▸ Task goal
Print all of the data exactly as written.

### Materials provided ###

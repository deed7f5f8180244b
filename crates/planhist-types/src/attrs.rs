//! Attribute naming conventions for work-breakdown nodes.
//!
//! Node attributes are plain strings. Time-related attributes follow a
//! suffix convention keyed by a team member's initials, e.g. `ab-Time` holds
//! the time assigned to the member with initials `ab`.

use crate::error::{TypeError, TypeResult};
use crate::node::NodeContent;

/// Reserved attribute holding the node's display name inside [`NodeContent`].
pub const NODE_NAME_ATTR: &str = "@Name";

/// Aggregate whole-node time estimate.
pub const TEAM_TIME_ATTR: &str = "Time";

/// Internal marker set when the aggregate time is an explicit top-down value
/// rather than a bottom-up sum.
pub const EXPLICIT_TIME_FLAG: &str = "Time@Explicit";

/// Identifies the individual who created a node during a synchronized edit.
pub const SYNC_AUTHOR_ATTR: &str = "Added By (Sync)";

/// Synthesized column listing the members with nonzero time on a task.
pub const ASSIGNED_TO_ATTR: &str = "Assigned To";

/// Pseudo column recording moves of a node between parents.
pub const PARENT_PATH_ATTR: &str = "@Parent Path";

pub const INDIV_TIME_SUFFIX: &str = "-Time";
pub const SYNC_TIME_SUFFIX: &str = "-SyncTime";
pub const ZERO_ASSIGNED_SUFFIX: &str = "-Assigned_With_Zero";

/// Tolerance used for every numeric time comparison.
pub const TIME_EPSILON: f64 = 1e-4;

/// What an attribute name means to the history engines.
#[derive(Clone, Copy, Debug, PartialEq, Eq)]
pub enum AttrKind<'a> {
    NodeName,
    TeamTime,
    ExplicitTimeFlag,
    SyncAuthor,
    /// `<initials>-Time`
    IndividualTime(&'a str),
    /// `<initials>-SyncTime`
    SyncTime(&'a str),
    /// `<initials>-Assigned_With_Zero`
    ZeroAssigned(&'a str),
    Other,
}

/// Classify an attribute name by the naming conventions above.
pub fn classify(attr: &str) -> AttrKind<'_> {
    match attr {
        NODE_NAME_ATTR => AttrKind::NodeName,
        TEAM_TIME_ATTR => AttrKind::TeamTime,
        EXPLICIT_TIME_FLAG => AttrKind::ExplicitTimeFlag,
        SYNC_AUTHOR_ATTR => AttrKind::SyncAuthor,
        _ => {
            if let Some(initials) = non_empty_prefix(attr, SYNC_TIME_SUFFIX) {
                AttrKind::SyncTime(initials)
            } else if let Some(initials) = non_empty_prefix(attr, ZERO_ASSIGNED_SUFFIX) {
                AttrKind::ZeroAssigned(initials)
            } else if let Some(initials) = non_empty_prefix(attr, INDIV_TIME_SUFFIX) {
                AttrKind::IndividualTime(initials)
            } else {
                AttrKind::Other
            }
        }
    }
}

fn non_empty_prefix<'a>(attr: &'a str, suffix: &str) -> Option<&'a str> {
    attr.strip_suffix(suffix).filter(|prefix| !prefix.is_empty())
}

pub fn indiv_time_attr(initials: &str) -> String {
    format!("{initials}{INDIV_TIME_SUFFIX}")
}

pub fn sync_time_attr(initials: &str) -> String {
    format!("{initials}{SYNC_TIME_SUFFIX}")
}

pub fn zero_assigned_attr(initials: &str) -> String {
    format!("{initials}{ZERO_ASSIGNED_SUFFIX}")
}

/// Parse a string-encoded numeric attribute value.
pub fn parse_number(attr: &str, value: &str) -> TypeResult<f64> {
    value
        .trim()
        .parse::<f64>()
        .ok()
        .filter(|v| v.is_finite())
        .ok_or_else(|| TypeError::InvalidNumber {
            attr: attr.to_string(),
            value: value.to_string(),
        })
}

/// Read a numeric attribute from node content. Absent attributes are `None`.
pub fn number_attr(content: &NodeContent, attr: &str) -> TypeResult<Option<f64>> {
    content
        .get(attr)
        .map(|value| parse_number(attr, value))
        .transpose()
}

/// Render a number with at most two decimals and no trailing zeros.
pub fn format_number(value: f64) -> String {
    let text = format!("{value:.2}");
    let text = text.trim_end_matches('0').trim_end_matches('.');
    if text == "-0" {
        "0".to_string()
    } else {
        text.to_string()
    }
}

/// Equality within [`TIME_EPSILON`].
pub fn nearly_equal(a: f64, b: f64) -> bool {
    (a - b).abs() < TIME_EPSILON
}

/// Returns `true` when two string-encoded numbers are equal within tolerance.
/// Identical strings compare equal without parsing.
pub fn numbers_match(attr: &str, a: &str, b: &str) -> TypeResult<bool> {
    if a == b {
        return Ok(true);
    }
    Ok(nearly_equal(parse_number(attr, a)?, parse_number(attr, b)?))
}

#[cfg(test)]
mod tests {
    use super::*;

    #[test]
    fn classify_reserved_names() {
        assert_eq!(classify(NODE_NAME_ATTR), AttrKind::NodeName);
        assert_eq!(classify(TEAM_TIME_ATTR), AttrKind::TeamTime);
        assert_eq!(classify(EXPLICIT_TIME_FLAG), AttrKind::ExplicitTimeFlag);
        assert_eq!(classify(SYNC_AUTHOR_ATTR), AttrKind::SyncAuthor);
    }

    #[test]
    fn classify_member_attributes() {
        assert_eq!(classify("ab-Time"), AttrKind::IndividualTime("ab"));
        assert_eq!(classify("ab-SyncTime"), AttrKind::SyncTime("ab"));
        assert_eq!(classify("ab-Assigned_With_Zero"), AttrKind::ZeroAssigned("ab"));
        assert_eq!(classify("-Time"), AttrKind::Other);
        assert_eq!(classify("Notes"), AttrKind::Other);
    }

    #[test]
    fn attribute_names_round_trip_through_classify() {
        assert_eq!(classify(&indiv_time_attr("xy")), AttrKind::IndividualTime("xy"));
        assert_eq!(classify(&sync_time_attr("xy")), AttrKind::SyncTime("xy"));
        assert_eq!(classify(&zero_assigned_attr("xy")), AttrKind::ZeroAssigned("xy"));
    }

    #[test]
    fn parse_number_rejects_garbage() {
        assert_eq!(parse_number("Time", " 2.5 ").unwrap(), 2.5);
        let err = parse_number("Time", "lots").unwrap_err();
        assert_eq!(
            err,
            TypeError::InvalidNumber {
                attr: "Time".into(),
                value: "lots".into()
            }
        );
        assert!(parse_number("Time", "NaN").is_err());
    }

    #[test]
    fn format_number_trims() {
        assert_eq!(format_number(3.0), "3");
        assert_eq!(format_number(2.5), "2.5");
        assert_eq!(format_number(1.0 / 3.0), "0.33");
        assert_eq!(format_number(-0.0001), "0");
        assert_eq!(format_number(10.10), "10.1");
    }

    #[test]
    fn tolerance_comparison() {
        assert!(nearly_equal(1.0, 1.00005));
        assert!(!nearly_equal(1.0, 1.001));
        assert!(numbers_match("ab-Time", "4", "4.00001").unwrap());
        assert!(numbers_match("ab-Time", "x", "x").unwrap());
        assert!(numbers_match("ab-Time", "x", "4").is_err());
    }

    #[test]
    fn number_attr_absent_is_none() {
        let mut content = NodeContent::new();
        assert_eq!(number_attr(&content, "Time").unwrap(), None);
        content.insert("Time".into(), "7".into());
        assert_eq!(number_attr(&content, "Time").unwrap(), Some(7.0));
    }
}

###

▸ Exercise output
repository deed7f5f8180244b
filename crates/planhist-types/src/attrs.rs
//! Attribute naming conventions for work-breakdown nodes.
//!
//! Node attributes are plain strings. Time-related attributes follow a
//! suffix convention keyed by a team member's initials, e.g. `ab-Time` holds
//! the time assigned to the member with initials `ab`.

use crate::error::{TypeError, TypeResult};
use crate::node::NodeContent;

/// Reserved attribute holding the node's display name inside [`NodeContent`].
pub const NODE_NAME_ATTR: &str = "@Name";

/// Aggregate whole-node time estimate.
pub const TEAM_TIME_ATTR: &str = "Time";

/// Internal marker set when the aggregate time is an explicit top-down value
/// rather than a bottom-up sum.
pub const EXPLICIT_TIME_FLAG: &str = "Time@Explicit";

/// Identifies the individual who created a node during a synchronized edit.
pub const SYNC_AUTHOR_ATTR: &str = "Added By (Sync)";

/// Synthesized column listing the members with nonzero time on a task.
pub const ASSIGNED_TO_ATTR: &str = "Assigned To";

/// Pseudo column recording moves of a node between parents.
pub const PARENT_PATH_ATTR: &str = "@Parent Path";

pub const INDIV_TIME_SUFFIX: &str = "-Time";
pub const SYNC_TIME_SUFFIX: &str = "-SyncTime";
pub const ZERO_ASSIGNED_SUFFIX: &str = "-Assigned_With_Zero";

/// Tolerance used for every numeric time comparison.
pub const TIME_EPSILON: f64 = 1e-4;

/// What an attribute name means to the history engines.
#[derive(Clone, Copy, Debug, PartialEq, Eq)]
pub enum AttrKind<'a> {
    NodeName,
    TeamTime,
    ExplicitTimeFlag,
    SyncAuthor,
    /// `<initials>-Time`
    IndividualTime(&'a str),
    /// `<initials>-SyncTime`
    SyncTime(&'a str),
    /// `<initials>-Assigned_With_Zero`
    ZeroAssigned(&'a str),
    Other,
}

/// Classify an attribute name by the naming conventions above.
pub fn classify(attr: &str) -> AttrKind<'_> {
    match attr {
        NODE_NAME_ATTR => AttrKind::NodeName,
        TEAM_TIME_ATTR => AttrKind::TeamTime,
        EXPLICIT_TIME_FLAG => AttrKind::ExplicitTimeFlag,
        SYNC_AUTHOR_ATTR => AttrKind::SyncAuthor,
        _ => {
            if let Some(initials) = non_empty_prefix(attr, SYNC_TIME_SUFFIX) {
                AttrKind::SyncTime(initials)
            } else if let Some(initials) = non_empty_prefix(attr, ZERO_ASSIGNED_SUFFIX) {
                AttrKind::ZeroAssigned(initials)
            } else if let Some(initials) = non_empty_prefix(attr, INDIV_TIME_SUFFIX) {
                AttrKind::IndividualTime(initials)
            } else {
                AttrKind::Other
            }
        }
    }
}

fn non_empty_prefix<'a>(attr: &'a str, suffix: &str) -> Option<&'a str> {
    attr.strip_suffix(suffix).filter(|prefix| !prefix.is_empty())
}

pub fn indiv_time_attr(initials: &str) -> String {
    format!("{initials}{INDIV_TIME_SUFFIX}")
}

pub fn sync_time_attr(initials: &str) -> String {
    format!("{initials}{SYNC_TIME_SUFFIX}")
}

pub fn zero_assigned_attr(initials: &str) -> String {
    format!("{initials}{ZERO_ASSIGNED_SUFFIX}")
}

/// Parse a string-encoded numeric attribute value.
pub fn parse_number(attr: &str, value: &str) -> TypeResult<f64> {
    value
        .trim()
        .parse::<f64>()
        .ok()
        .filter(|v| v.is_finite())
        .ok_or_else(|| TypeError::InvalidNumber {
            attr: attr.to_string(),
            value: value.to_string(),
        })
}

/// Read a numeric attribute from node content. Absent attributes are `None`.
pub fn number_attr(content: &NodeContent, attr: &str) -> TypeResult<Option<f64>> {
    content
        .get(attr)
        .map(|value| parse_number(attr, value))
        .transpose()
}

/// Render a number with at most two decimals and no trailing zeros.
pub fn format_number(value: f64) -> String {
    let text = format!("{value:.2}");
    let text = text.trim_end_matches('0').trim_end_matches('.');
    if text == "-0" {
        "0".to_string()
    } else {
        text.to_string()
    }
}

/// Equality within [`TIME_EPSILON`].
pub fn nearly_equal(a: f64, b: f64) -> bool {
    (a - b).abs() < TIME_EPSILON
}

/// Returns `true` when two string-encoded numbers are equal within tolerance.
/// Identical strings compare equal without parsing.
pub fn numbers_match(attr: &str, a: &str, b: &str) -> TypeResult<bool> {
    if a == b {
        return Ok(true);
    }
    Ok(nearly_equal(parse_number(attr, a)?, parse_number(attr, b)?))
}

#[cfg(test)]
mod tests {
    use super::*;

    #[test]
    fn classify_reserved_names() {
        assert_eq!(classify(NODE_NAME_ATTR), AttrKind::NodeName);
        assert_eq!(classify(TEAM_TIME_ATTR), AttrKind::TeamTime);
        assert_eq!(classify(EXPLICIT_TIME_FLAG), AttrKind::ExplicitTimeFlag);
        assert_eq!(classify(SYNC_AUTHOR_ATTR), AttrKind::SyncAuthor);
    }

    #[test]
    fn classify_member_attributes() {
        assert_eq!(classify("ab-Time"), AttrKind::IndividualTime("ab"));
        assert_eq!(classify("ab-SyncTime"), AttrKind::SyncTime("ab"));
        assert_eq!(classify("ab-Assigned_With_Zero"), AttrKind::ZeroAssigned("ab"));
        assert_eq!(classify("-Time"), AttrKind::Other);
        assert_eq!(classify("Notes"), AttrKind::Other);
    }

    #[test]
    fn attribute_names_round_trip_through_classify() {
        assert_eq!(classify(&indiv_time_attr("xy")), AttrKind::IndividualTime("xy"));
        assert_eq!(classify(&sync_time_attr("xy")), AttrKind::SyncTime("xy"));
        assert_eq!(classify(&zero_assigned_attr("xy")), AttrKind::ZeroAssigned("xy"));
    }

    #[test]
    fn parse_number_rejects_garbage() {
        assert_eq!(parse_number("Time", " 2.5 ").unwrap(), 2.5);
        let err = parse_number("Time", "lots").unwrap_err();
        assert_eq!(
            err,
            TypeError::InvalidNumber {
                attr: "Time".into(),
                value: "lots".into()
            }
        );
        assert!(parse_number("Time", "NaN").is_err());
    }

    #[test]
    fn format_number_trims() {
        assert_eq!(format_number(3.0), "3");
        assert_eq!(format_number(2.5), "2.5");
        assert_eq!(format_number(1.0 / 3.0), "0.33");
        assert_eq!(format_number(-0.0001), "0");
        assert_eq!(format_number(10.10), "10.1");
    }

    #[test]
    fn tolerance_comparison() {
        assert!(nearly_equal(1.0, 1.00005));
        assert!(!nearly_equal(1.0, 1.001));
        assert!(numbers_match("ab-Time", "4", "4.00001").unwrap());
        assert!(numbers_match("ab-Time", "x", "x").unwrap());
        assert!(numbers_match("ab-Time", "x", "4").is_err());
    }

    #[test]
    fn number_attr_absent_is_none() {
        let mut content = NodeContent::new();
        assert_eq!(number_attr(&content, "Time").unwrap(), None);
        content.insert("Time".into(), "7".into());
        assert_eq!(number_attr(&content, "Time").unwrap(), Some(7.0));
    }
}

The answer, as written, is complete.